Celoteh Kurikulum, Guru dan Opini Pribadi

Celoteh Kurikulum, Guru dan Opini Pribadi.

            Hari ini saya sosialisasi kurikulum 2013, dan mendengarkan banyak petuah tentang “karakter”, sampai pak pemateri bilang, kita akan mandi karakter…karena yang disampaikan dari pagi hingga sore adalah  serba ini kata. Secara keseluruhan pemateri di kecamatan saya cukup ok, mengingat cerita teman penempatan saya di Bintek mereka, saya rasa kekonyolan itu tidak terjadi di pemateri yang saya ikuti. Kata habituasi berasal dari kata habitat, dan contoh pekerjaan entrepreneur semacam MC untuk acara tidak muncul. Pun soal memilih anak mana yang orang tuanya bisa dipukul atau tidak, atau contoh merokok sebagai topik lain dari karakter. Pemateri di Kecamatan saya rupanya cukup menghayati pelatihan yang mereka peroleh di Kabupaten, saya merasakan semangat dan pandangan baru dari pemateri yang cukup tertular ke guru-guru.

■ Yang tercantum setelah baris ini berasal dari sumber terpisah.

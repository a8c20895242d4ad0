//! Scavenger/flyer: feeds opportunistically, first to leave a fight
//!
//! No attack in its repertoire at all; anything that reads as a threat
//! sends it airborne. Eating self-expires so a feeding bird re-evaluates
//! its surroundings instead of gorging forever.

use rand::RngCore;

use crate::context::DecisionContext;
use crate::core::config::AiConfig;
use crate::core::rng::roll;
use crate::core::types::TimeMs;
use crate::entity::agent::{Agent, BehaviorState};
use crate::entity::species::Archetype;
use crate::profile::{clear_stale_target, drive_motion, BehaviorProfile};
use crate::steering::behaviors::{Alignment, Arrive, Cohesion, Evade, WanderDrift};
use crate::steering::{CompositionMode, SteeringPipeline};
use crate::utility::actions::{Flee, Idle, Scavenge, Wander};
use crate::utility::UtilityEngine;

pub struct ScavengerFlyerProfile {
    engine: UtilityEngine,
    chase: SteeringPipeline,
    flee: SteeringPipeline,
    wander: SteeringPipeline,
    /// Feeding bout length before re-evaluating (ms)
    feed_ms: TimeMs,
    /// Chance per wandering tick to settle and loiter
    settle_chance: f32,
}

impl ScavengerFlyerProfile {
    pub fn new(cfg: &AiConfig) -> Self {
        let mut engine = UtilityEngine::new(cfg.score_jitter);
        engine
            .register(Box::new(Flee))
            .register(Box::new(Scavenge))
            .register(Box::new(Wander))
            .register(Box::new(Idle));

        let chase = SteeringPipeline::new(CompositionMode::WeightedSum, cfg.max_steering_force)
            .with(Box::new(Arrive { slow_radius: cfg.arrive_slow_radius }), 1.0)
            .with(Box::new(Alignment), 0.3);

        // Evasion first and fully funded; flock cohesion gets leftovers
        let flee = SteeringPipeline::new(CompositionMode::PriorityBudget, cfg.max_steering_force)
            .with(Box::new(Evade { panic_radius: cfg.panic_radius }), 1.0)
            .with(Box::new(Cohesion), 0.6)
            .with(Box::new(Alignment), 0.4);

        let wander = SteeringPipeline::new(CompositionMode::WeightedSum, cfg.max_steering_force)
            .with(Box::new(WanderDrift { heading_jitter: cfg.wander_jitter * 1.5 }), 1.0)
            .with(Box::new(Cohesion), 0.3);

        Self {
            engine,
            chase,
            flee,
            wander,
            feed_ms: 4_000,
            settle_chance: 0.01,
        }
    }
}

impl BehaviorProfile for ScavengerFlyerProfile {
    fn archetype(&self) -> Archetype {
        Archetype::ScavengerFlyer
    }

    fn tick(&self, agent: &mut Agent, ctx: &DecisionContext, rng: &mut dyn RngCore) {
        clear_stale_target(agent, ctx);

        // Feeding interrupts for threats immediately, unlike committed
        // attack states: drop the carcass and go
        if agent.state == BehaviorState::Eating {
            if ctx.perception.has_threats {
                agent.target = None;
                agent.enter_state(BehaviorState::Fleeing, "takeoff", ctx.now);
            } else if ctx.time_in_state < self.feed_ms {
                return;
            } else {
                agent.enter_state(BehaviorState::Idle, "idle", ctx.now);
            }
        }

        // Settling overrides this tick's scoring: land and fold up
        if agent.state == BehaviorState::Wandering && roll(rng, self.settle_chance) {
            agent.enter_state(BehaviorState::Idle, "perch", ctx.now);
            agent.velocity.x = 0.0;
            agent.velocity.z = 0.0;
            return;
        }

        match self.engine.select_best(ctx, rng) {
            Some(action) => action.execute(agent, ctx),
            None => agent.enter_state(BehaviorState::Idle, "idle", ctx.now),
        }

        drive_motion(agent, ctx, rng, &self.chase, &self.flee, &self.wander);
    }
}
pub mod actions;
pub mod engine;
pub mod scorers;

pub use engine::{UtilityAction, UtilityEngine};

            Bicara soal kurikulum 2013, secara esensi cukup bagus, walaupun sebenarnya tanpa ganti kurikulumpun pendidikan karakter sudah ada dan diterapkan oleh guru-guru sebagai hidden curriculum, walaupun tidak semua guru merepakan itu, dan semua sekolah sadar pentingnya karakter. Eh, Btw, Pak Mentri harusnya sadar dong, sebenarnya hampir sepuluh tahun ini, ada hal esensi yang merusak karakter bangsa kita, yaitu soal Ujian Nasional. Dari pelaku ujian nasional yang merasa terzolimi waktu itu, hingga saya menjadi guru dan menyaksikan sendiri bagaimana kepolosan anak-anak ternodai atas nama nilai dan kelulusan. Kembali ke kurikulum 2013, mungkin Pak Mentri maunya perubahan karakter menjadi tersistem dan tidak hanya menjadi wacana pada kalangan  tertentu. Fine, saya pikir-pikir, melihat pengalaman saya mengajar hampir satu tahun ini, si hidden curriculumnya  tentang karakter memang tidak sampai. Why, karena guru-guru sudah cukup sibuk dengan anak bodoh dan pintar yang ukurannya dari mana?. Untuk guru kampung macam saya ini, dari mana lagi kalau bukan evaluasi kognitif.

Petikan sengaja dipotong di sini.